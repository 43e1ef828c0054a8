//! LifeCloud headless editor
//!
//! Replays a JSON edit script against a fresh editing session and prints
//! the resulting project as JSON. Optionally hands the result to the
//! manifest exporter.

mod runner;
mod script;

use std::path::PathBuf;
use std::time::Duration;

use anyhow::{Context, Result};
use clap::Parser;
use lc_app_state::EditorSession;
use lc_common::EditorConfig;
use lc_export::{begin_export, ExportMonitor, ExportState, ManifestExporter};
use tracing::{info, warn};
use tracing_subscriber::EnvFilter;

use crate::runner::ScriptRunner;
use crate::script::EditScript;

/// Replay a timeline edit script and print the resulting project
#[derive(Parser, Debug)]
#[command(name = "lc-headless")]
#[command(version)]
struct Args {
    /// Edit script (JSON)
    script: PathBuf,

    /// Editor configuration file (JSON)
    #[arg(short, long)]
    config: Option<PathBuf>,

    /// Write an export manifest into this directory
    #[arg(long)]
    export_dir: Option<PathBuf>,

    /// Seconds to wait for the export to finish
    #[arg(long, default_value = "30")]
    export_timeout: u64,

    /// Enable debug logging
    #[arg(short, long)]
    verbose: bool,
}

fn main() -> Result<()> {
    let args = Args::parse();

    // RUST_LOG takes precedence over --verbose.
    let default_level = if args.verbose { "debug" } else { "info" };
    tracing_subscriber::fmt()
        .with_env_filter(
            EnvFilter::try_from_default_env().unwrap_or_else(|_| EnvFilter::new(default_level)),
        )
        .with_target(false)
        .with_writer(std::io::stderr)
        .init();

    let config = match &args.config {
        Some(path) => EditorConfig::load(path)
            .with_context(|| format!("Failed to load config {}", path.display()))?,
        None => EditorConfig::default(),
    };
    let script = EditScript::load(&args.script)?;
    info!(
        script = %args.script.display(),
        commands = script.commands.len(),
        "Replaying edit script"
    );

    let mut session = EditorSession::try_new(config).context("Invalid editor config")?;
    let report = ScriptRunner::new(&mut session, &script).run()?;

    if let Some(dir) = &args.export_dir {
        let mut exporter = ManifestExporter::new(dir);
        let mut monitor = ExportMonitor::new();
        begin_export(&mut exporter, &mut monitor, report.snapshot.clone())
            .context("Failed to start export")?;
        match monitor.wait(Duration::from_secs(args.export_timeout)) {
            ExportState::Complete => {
                if let Some(output) = monitor.output() {
                    info!(output = %output.display(), "Export written");
                }
            }
            ExportState::Failed(reason) => anyhow::bail!("Export failed: {reason}"),
            other => {
                warn!(state = other.label(), "Export did not finish in time");
                monitor.cancel();
            }
        }
    }

    let json = serde_json::to_string_pretty(&report).context("Failed to serialize report")?;
    println!("{json}");
    Ok(())
}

◇ ◇ ◇ ◇ ◇

### WHAT YOU HAVE TO DO:
Please make the answer a complete, exact reproduction of the records.

### RESULT OF THIS EXERCISE:
repository 43e1ef828c0054a8
//! LifeCloud headless editor
//!
//! Replays a JSON edit script against a fresh editing session and prints
//! the resulting project as JSON. Optionally hands the result to the
//! manifest exporter.

mod runner;
mod script;

use std::path::PathBuf;
use std::time::Duration;

use anyhow::{Context, Result};
use clap::Parser;
use lc_app_state::EditorSession;
use lc_common::EditorConfig;
use lc_export::{begin_export, ExportMonitor, ExportState, ManifestExporter};
use tracing::{info, warn};
use tracing_subscriber::EnvFilter;

use crate::runner::ScriptRunner;
use crate::script::EditScript;

/// Replay a timeline edit script and print the resulting project
#[derive(Parser, Debug)]
#[command(name = "lc-headless")]
#[command(version)]
struct Args {
    /// Edit script (JSON)
    script: PathBuf,

    /// Editor configuration file (JSON)
    #[arg(short, long)]
    config: Option<PathBuf>,

    /// Write an export manifest into this directory
    #[arg(long)]
    export_dir: Option<PathBuf>,

    /// Seconds to wait for the export to finish
    #[arg(long, default_value = "30")]
    export_timeout: u64,

    /// Enable debug logging
    #[arg(short, long)]
    verbose: bool,
}

fn main() -> Result<()> {
    let args = Args::parse();

    // RUST_LOG takes precedence over --verbose.
    let default_level = if args.verbose { "debug" } else { "info" };
    tracing_subscriber::fmt()
        .with_env_filter(
            EnvFilter::try_from_default_env().unwrap_or_else(|_| EnvFilter::new(default_level)),
        )
        .with_target(false)
        .with_writer(std::io::stderr)
        .init();

    let config = match &args.config {
        Some(path) => EditorConfig::load(path)
            .with_context(|| format!("Failed to load config {}", path.display()))?,
        None => EditorConfig::default(),
    };
    let script = EditScript::load(&args.script)?;
    info!(
        script = %args.script.display(),
        commands = script.commands.len(),
        "Replaying edit script"
    );

    let mut session = EditorSession::try_new(config).context("Invalid editor config")?;
    let report = ScriptRunner::new(&mut session, &script).run()?;

    if let Some(dir) = &args.export_dir {
        let mut exporter = ManifestExporter::new(dir);
        let mut monitor = ExportMonitor::new();
        begin_export(&mut exporter, &mut monitor, report.snapshot.clone())
            .context("Failed to start export")?;
        match monitor.wait(Duration::from_secs(args.export_timeout)) {
            ExportState::Complete => {
                if let Some(output) = monitor.output() {
                    info!(output = %output.display(), "Export written");
                }
            }
            ExportState::Failed(reason) => anyhow::bail!("Export failed: {reason}"),
            other => {
                warn!(state = other.label(), "Export did not finish in time");
                monitor.cancel();
            }
        }
    }

    let json = serde_json::to_string_pretty(&report).context("Failed to serialize report")?;
    println!("{json}");
    Ok(())
}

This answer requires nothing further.